Quite a bit, I’d say.

You see, since 2009, I have been teaching a course on zombies: zombies in film, literature, music — even poetry. It’s quite literally my day job; however, like many day jobs, mine comes with a few occupational hazards, one of which is a tendency to see major events, first and foremost, as evidence of zombies and their long, strange parade through popular culture. While this habit can make me a pretty frustrating dinner party guest, it’s surprisingly useful when something as consequential as Brexit occurs.

For example, during the week that the British referendum on whether or not to remain in the European Union was held, my students just happened to be reading Jon Stratton’s excellent article “Zombie Trouble: Zombie Texts, Bare Life, and Displaced People.” In that article from 2011, Stratton makes a persuasive argument that what we’re really talking about when we’re talking about zombies in contemporary culture is a fear of immigrants.

While Stratton focuses mostly on zombies representing non-western, migratory populations, it’s not hard at all to expand his logic to the documented immigration fears that led to the Brexit vote (e.g., a fear that a horde of continental Europeans would swarm into the British job market and consume all the low-skill jobs). It’s easy enough to imagine the likely next British Prime Minister Boris Johnson saying, “They’re coming for you, Barbara! And they want your job as a sanitation engineer!” when he speaks to his minions.

As for Stratton, he even references Simon Pegg’s Shaun of the Dead (2004) as solid evidence of this fear in the contemporary United Kingdom, a film that came out twelve years before the actual vote!

For most fans of geek culture, and particularly British geek culture, this can be an uncomfortable way to think about actual life in England, as it is lived by actual human beings; it’s not all broad social affirmations at Hogwarts or transnational celebrations of humanity in the Tardis. The British people are as complex as any other, as likely to thrill as disappoint, to value inclusion as they are to object to it while frothing at the mouth. Sometimes, the Dowager Countess gets to set public policy.

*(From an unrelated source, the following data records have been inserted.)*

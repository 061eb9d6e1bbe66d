//! In-memory `CatalogService` fake for controller and handler tests.
//!
//! Responses are scripted per operation and consumed in order; an
//! unscripted call panics so tests fail loudly on unexpected traffic.

use std::collections::VecDeque;
use std::sync::{Arc, Mutex};

use tokio::sync::Notify;

use minori_api::request::PageRequest;
use minori_api::types::{Ack, AnimeDetail, AnimeSummary, Genre, PageEnvelope, ToggleOutcome};
use minori_api::CatalogService;

#[derive(Debug, thiserror::Error)]
#[error("соединение оборвалось")]
pub struct FakeError;

#[derive(Default)]
pub struct FakeCatalog {
    pages: Mutex<VecDeque<Result<PageEnvelope, FakeError>>>,
    ids: Mutex<VecDeque<Result<Vec<u64>, FakeError>>>,
    toggles: Mutex<VecDeque<Result<ToggleOutcome, FakeError>>>,
    acks: Mutex<VecDeque<Result<Ack, FakeError>>>,
    details: Mutex<VecDeque<Result<AnimeDetail, FakeError>>>,
    seen_pages: Mutex<Vec<PageRequest>>,
    ids_requests: Mutex<usize>,
    hold: Mutex<Option<Arc<Notify>>>,
}

impl FakeCatalog {
    pub fn script_page(&self, r: Result<PageEnvelope, FakeError>) {
        self.pages.lock().unwrap().push_back(r);
    }

    pub fn script_ids(&self, r: Result<Vec<u64>, FakeError>) {
        self.ids.lock().unwrap().push_back(r);
    }

    pub fn script_toggle(&self, r: Result<ToggleOutcome, FakeError>) {
        self.toggles.lock().unwrap().push_back(r);
    }

    pub fn script_ack(&self, r: Result<Ack, FakeError>) {
        self.acks.lock().unwrap().push_back(r);
    }

    pub fn script_detail(&self, r: Result<AnimeDetail, FakeError>) {
        self.details.lock().unwrap().push_back(r);
    }

    /// Page requests the controller actually issued, in order.
    pub fn seen_pages(&self) -> Vec<PageRequest> {
        self.seen_pages.lock().unwrap().clone()
    }

    pub fn ids_requests(&self) -> usize {
        *self.ids_requests.lock().unwrap()
    }

    /// Make the next mutation call park on the returned gate before
    /// resolving, so a test can observe in-flight state from another future.
    pub fn hold_next_mutation(&self) -> Arc<Notify> {
        let gate = Arc::new(Notify::new());
        *self.hold.lock().unwrap() = Some(gate.clone());
        gate
    }

    async fn pause(&self) {
        let gate = self.hold.lock().unwrap().take();
        if let Some(gate) = gate {
            gate.notified().await;
        }
    }
}

impl CatalogService for FakeCatalog {
    type Error = FakeError;

    async fn fetch_page(&self, req: &PageRequest) -> Result<PageEnvelope, FakeError> {
        self.seen_pages.lock().unwrap().push(req.clone());
        self.pages
            .lock()
            .unwrap()
            .pop_front()
            .expect("unscripted fetch_page call")
    }

    async fn genres(&self) -> Result<Vec<Genre>, FakeError> {
        Ok(Vec::new())
    }

    async fn get_anime(&self, _id: u64) -> Result<AnimeDetail, FakeError> {
        self.details
            .lock()
            .unwrap()
            .pop_front()
            .expect("unscripted get_anime call")
    }

    async fn my_anime_ids(&self) -> Result<Vec<u64>, FakeError> {
        *self.ids_requests.lock().unwrap() += 1;
        self.ids
            .lock()
            .unwrap()
            .pop_front()
            .expect("unscripted my_anime_ids call")
    }

    async fn toggle_list(&self, _anime: &AnimeSummary) -> Result<ToggleOutcome, FakeError> {
        self.pause().await;
        self.toggles
            .lock()
            .unwrap()
            .pop_front()
            .expect("unscripted toggle_list call")
    }

    async fn update_status(&self, _id: u64, _status: &str) -> Result<Ack, FakeError> {
        self.pause().await;
        self.pop_ack()
    }

    async fn update_score(&self, _id: u64, _score: Option<u8>) -> Result<Ack, FakeError> {
        self.pause().await;
        self.pop_ack()
    }

    async fn update_privacy(&self, _id: u64, _is_private: bool) -> Result<Ack, FakeError> {
        self.pause().await;
        self.pop_ack()
    }

    async fn update_comment(&self, _id: u64, _comment: &str) -> Result<Ack, FakeError> {
        self.pause().await;
        self.pop_ack()
    }

    async fn delete_from_list(&self, _id: u64) -> Result<Ack, FakeError> {
        self.pause().await;
        self.pop_ack()
    }

    async fn set_nsfw(&self, _allowed: bool) -> Result<Ack, FakeError> {
        self.pause().await;
        self.pop_ack()
    }
}

impl FakeCatalog {
    fn pop_ack(&self) -> Result<Ack, FakeError> {
        self.acks
            .lock()
            .unwrap()
            .pop_front()
            .expect("unscripted mutation call")
    }
}

/// A minimal summary for grid and toggle tests.
pub fn summary(id: u64, title: &str) -> AnimeSummary {
    AnimeSummary {
        mal_id: id,
        title: title.to_string(),
        image: None,
        media_type: Some("TV".into()),
        episodes: Some(26),
        start_date: Some("2002-10-03T00:00:00+00:00".into()),
        synopsis: Some("...".into()),
        score: Some(7.99),
        popularity: Some(8),
        genres: vec![],
    }
}

pub fn page_of(items: Vec<AnimeSummary>, has_next: bool) -> PageEnvelope {
    PageEnvelope {
        data: items,
        pagination: Some(minori_api::types::Pagination {
            has_next_page: has_next,
        }),
        total: None,
        error: None,
    }
}
//! Query controller: the state machine behind the result grid.
//!
//! One controller instance owns the whole grid state: mode, page, term,
//! sort, filters, and the current results. Every transition reduces to a
//! [`PageRequest`] stamped with a sequence number; [`QueryController::apply`]
//! discards responses whose sequence is older than the last issued, so a
//! slow page-1 response can never clobber an already-applied page 2.

use minori_api::request::{CuratedKind, FilterSet, PageRequest, SortKey};
use minori_api::types::{AnimeSummary, PageEnvelope};
use minori_api::CatalogService;

use crate::format;
use crate::mutations::CONNECTION_ERROR;

/// Which collection the grid is showing.
#[derive(Debug, Clone, Copy, PartialEq, Eq)]
pub enum Mode {
    Search,
    Curated(CuratedKind),
    RandomFiltered,
    Random,
}

impl Default for Mode {
    fn default() -> Self {
        Self::Curated(CuratedKind::Popular)
    }
}

/// Per-page capabilities. The same controller drives the catalog page and
/// the watch-list page; only the capability flags differ.
#[derive(Debug, Clone, Copy)]
pub struct PageConfig {
    pub supports_pagination: bool,
    pub supports_filters: bool,
}

impl PageConfig {
    /// The main catalog page: paginated, filterable.
    pub fn catalog() -> Self {
        Self {
            supports_pagination: true,
            supports_filters: true,
        }
    }

    /// The watch-list page shows the whole list at once.
    pub fn watch_list() -> Self {
        Self {
            supports_pagination: false,
            supports_filters: false,
        }
    }
}

/// The inputs a request is derived from.
#[derive(Debug, Clone, Default, PartialEq)]
pub struct QueryState {
    pub mode: Mode,
    pub page: u32,
    pub term: String,
    pub sort: SortKey,
    pub filters: FilterSet,
    pub nsfw_allowed: bool,
}

/// Pager widget state.
#[derive(Debug, Clone, Copy, Default, PartialEq, Eq)]
pub struct PaginationState {
    pub current_page: u32,
    pub has_next_page: bool,
    pub visible: bool,
}

impl PaginationState {
    pub fn prev_enabled(&self) -> bool {
        self.current_page > 1
    }

    /// Next is gated on the server's `has_next_page`, never guessed from
    /// result count.
    pub fn next_enabled(&self) -> bool {
        self.has_next_page
    }

    pub fn label(&self) -> String {
        format::page_label(self.current_page)
    }
}

/// A request the controller wants sent, tagged with its sequence number.
#[derive(Debug, Clone, PartialEq)]
pub struct Issued {
    pub seq: u64,
    pub request: PageRequest,
}

#[derive(Debug)]
pub struct QueryController {
    config: PageConfig,
    state: QueryState,
    results: Vec<AnimeSummary>,
    pagination: PaginationState,
    total_matches: Option<u64>,
    loading: bool,
    error: Option<String>,
    empty: bool,
    latest_seq: u64,
}

impl QueryController {
    pub fn new(config: PageConfig) -> Self {
        Self {
            config,
            state: QueryState {
                page: 1,
                ..Default::default()
            },
            results: Vec::new(),
            pagination: PaginationState::default(),
            total_matches: None,
            loading: false,
            error: None,
            empty: false,
            latest_seq: 0,
        }
    }

    // ── Transitions ──────────────────────────────────────────────────────

    /// A (debounced) search input edit. An empty trimmed term clears the
    /// grid and issues nothing.
    pub fn search_input(&mut self, raw: &str) -> Option<Issued> {
        let term = raw.trim();
        if term.is_empty() {
            self.clear_results();
            return None;
        }
        self.state.mode = Mode::Search;
        self.state.term = term.to_string();
        self.state.page = 1;
        Some(self.issue())
    }

    /// A curated-tag select. Resets to page 1 and clears the search term.
    pub fn select_curated(&mut self, kind: CuratedKind) -> Issued {
        self.state.mode = Mode::Curated(kind);
        self.state.term.clear();
        self.state.page = 1;
        self.issue()
    }

    /// A sort-key change. Re-issues the search at page 1, but only in
    /// search mode with a non-empty term; otherwise the key is just stored.
    pub fn set_sort(&mut self, key: SortKey) -> Option<Issued> {
        self.state.sort = key;
        if self.state.mode == Mode::Search && !self.state.term.is_empty() {
            self.state.page = 1;
            return Some(self.issue());
        }
        None
    }

    /// Legacy client-side fallback: re-sort the already-fetched list
    /// descending by the key's field, without touching the server. Dates
    /// compare as strings; absent values sort last.
    pub fn sort_loaded_results(&mut self, key: SortKey) {
        match key {
            SortKey::Score => self
                .results
                .sort_by(|a, b| b.score.unwrap_or(0.0).total_cmp(&a.score.unwrap_or(0.0))),
            SortKey::Popularity => self
                .results
                .sort_by_key(|a| std::cmp::Reverse(a.popularity.unwrap_or(0))),
            SortKey::Episodes => self
                .results
                .sort_by_key(|a| std::cmp::Reverse(a.episodes.unwrap_or(0))),
            SortKey::StartDate => self
                .results
                .sort_by(|a, b| b.start_date.cmp(&a.start_date)),
        }
    }

    pub fn next_page(&mut self) -> Option<Issued> {
        if !self.pagination.visible || !self.pagination.next_enabled() {
            return None;
        }
        self.state.page += 1;
        Some(self.issue())
    }

    /// Clamped at page 1.
    pub fn prev_page(&mut self) -> Option<Issued> {
        if !self.pagination.visible || self.state.page <= 1 {
            return None;
        }
        self.state.page -= 1;
        Some(self.issue())
    }

    /// Apply the filter panel. Filters and search are mutually exclusive:
    /// the pending term is discarded, not merged.
    pub fn apply_filters(&mut self, filters: FilterSet) -> Option<Issued> {
        if !self.config.supports_filters {
            tracing::warn!("filters applied on a page without a filter panel, ignoring");
            return None;
        }
        self.state.mode = Mode::RandomFiltered;
        self.state.term.clear();
        self.state.page = 1;
        self.state.filters = filters;
        Some(self.issue())
    }

    /// An unfiltered random draw.
    pub fn draw_random(&mut self) -> Issued {
        self.state.mode = Mode::Random;
        self.state.term.clear();
        self.state.page = 1;
        self.issue()
    }

    pub fn set_nsfw_allowed(&mut self, allowed: bool) {
        self.state.nsfw_allowed = allowed;
    }

    // ── Request derivation ───────────────────────────────────────────────

    fn issue(&mut self) -> Issued {
        self.latest_seq += 1;
        self.loading = true;
        self.error = None;
        let request = self.derive_request();
        tracing::debug!(seq = self.latest_seq, ?request, "issuing page request");
        Issued {
            seq: self.latest_seq,
            request,
        }
    }

    fn derive_request(&self) -> PageRequest {
        let sfw = !self.state.nsfw_allowed;
        match self.state.mode {
            Mode::Search => PageRequest::Search {
                term: self.state.term.clone(),
                page: self.state.page,
                // The backend default is score; only a non-default key goes
                // over the wire.
                sort: (self.state.sort != SortKey::default()).then_some(self.state.sort),
                sfw,
            },
            Mode::Curated(kind) => PageRequest::Curated {
                kind,
                page: self.state.page,
                sfw,
            },
            Mode::RandomFiltered => PageRequest::RandomFiltered {
                filters: self.state.filters.clone(),
                sfw,
            },
            Mode::Random => PageRequest::Random { sfw },
        }
    }

    // ── Response handling ────────────────────────────────────────────────

    /// Apply a response. Responses from superseded requests are discarded
    /// before any state is touched.
    pub fn apply<E: std::error::Error>(&mut self, seq: u64, result: Result<PageEnvelope, E>) {
        if seq < self.latest_seq {
            tracing::debug!(seq, latest = self.latest_seq, "discarding stale response");
            return;
        }
        self.loading = false;

        let envelope = match result {
            Err(e) => {
                tracing::warn!(error = %e, "page fetch failed");
                self.error = Some(CONNECTION_ERROR.to_string());
                return;
            }
            Ok(env) => env,
        };

        if let Some(message) = envelope.error {
            // Application-level refusal: surfaced verbatim, prior results
            // stay on screen.
            self.error = Some(message);
            return;
        }

        if self.state.mode == Mode::RandomFiltered {
            self.total_matches = Some(envelope.total.unwrap_or(0));
        } else {
            self.total_matches = None;
        }

        if envelope.data.is_empty() {
            self.results.clear();
            self.empty = true;
            self.pagination.visible = false;
            return;
        }

        self.results = envelope.data;
        self.empty = false;
        self.pagination = PaginationState {
            current_page: self.state.page,
            has_next_page: envelope
                .pagination
                .map(|p| p.has_next_page)
                .unwrap_or(false),
            visible: self.config.supports_pagination
                && matches!(self.state.mode, Mode::Search | Mode::Curated(_)),
        };
    }

    /// Issue-and-apply convenience for callers that await inline.
    pub async fn run<S: CatalogService>(&mut self, service: &S, issued: Issued) {
        let result = service.fetch_page(&issued.request).await;
        self.apply(issued.seq, result);
    }

    fn clear_results(&mut self) {
        self.results.clear();
        self.empty = false;
        self.error = None;
        self.loading = false;
        self.total_matches = None;
        self.pagination.visible = false;
    }

    // ── Accessors ────────────────────────────────────────────────────────

    pub fn results(&self) -> &[AnimeSummary] {
        &self.results
    }

    pub fn pagination(&self) -> &PaginationState {
        &self.pagination
    }

    pub fn state(&self) -> &QueryState {
        &self.state
    }

    pub fn is_loading(&self) -> bool {
        self.loading
    }

    pub fn error(&self) -> Option<&str> {
        self.error.as_deref()
    }

    /// Whether the grid is showing the explicit no-results state.
    pub fn is_empty_state(&self) -> bool {
        self.empty
    }

    /// The total-count line under the filter panel, present only after a
    /// filtered draw.
    pub fn total_line(&self) -> Option<String> {
        self.total_matches.map(format::found_count)
    }
}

It’s an important lesson for American nerds, and particularly nerds who enjoy zombie films. Why is that?

Well, the history of zombie stories (what academic-types associate with “gothic literature”) has in no small way been influenced by politics in Europe. Don’t believe me? Go watch White Zombie, Revolt of the Zombies, King of the Zombies, and even Zombies on Broadway. In fact, a stunning number of films from the 1930s, ’40s, and ’50s feature a decidedly European “Zombie Master” (almost always played by Bela Lugosi or some Lugosi-clone) who menaces an all-American couple or collection of friends with a flock of staggering zombies. 

Such fears are informative of the attitudes that defined American and European relations during those decades. And while these fears have changed over time, our shared history suggests that shared cultural suspicions will continue to shape our common stories going forward.

Don’t believe me? 

Well, if you’ve been paying attention to the press at all lately, you have experienced this anxiety already in a flurry of headlines touting the notion that what just happened in the United Kingdom is a dire warning for America this fall.    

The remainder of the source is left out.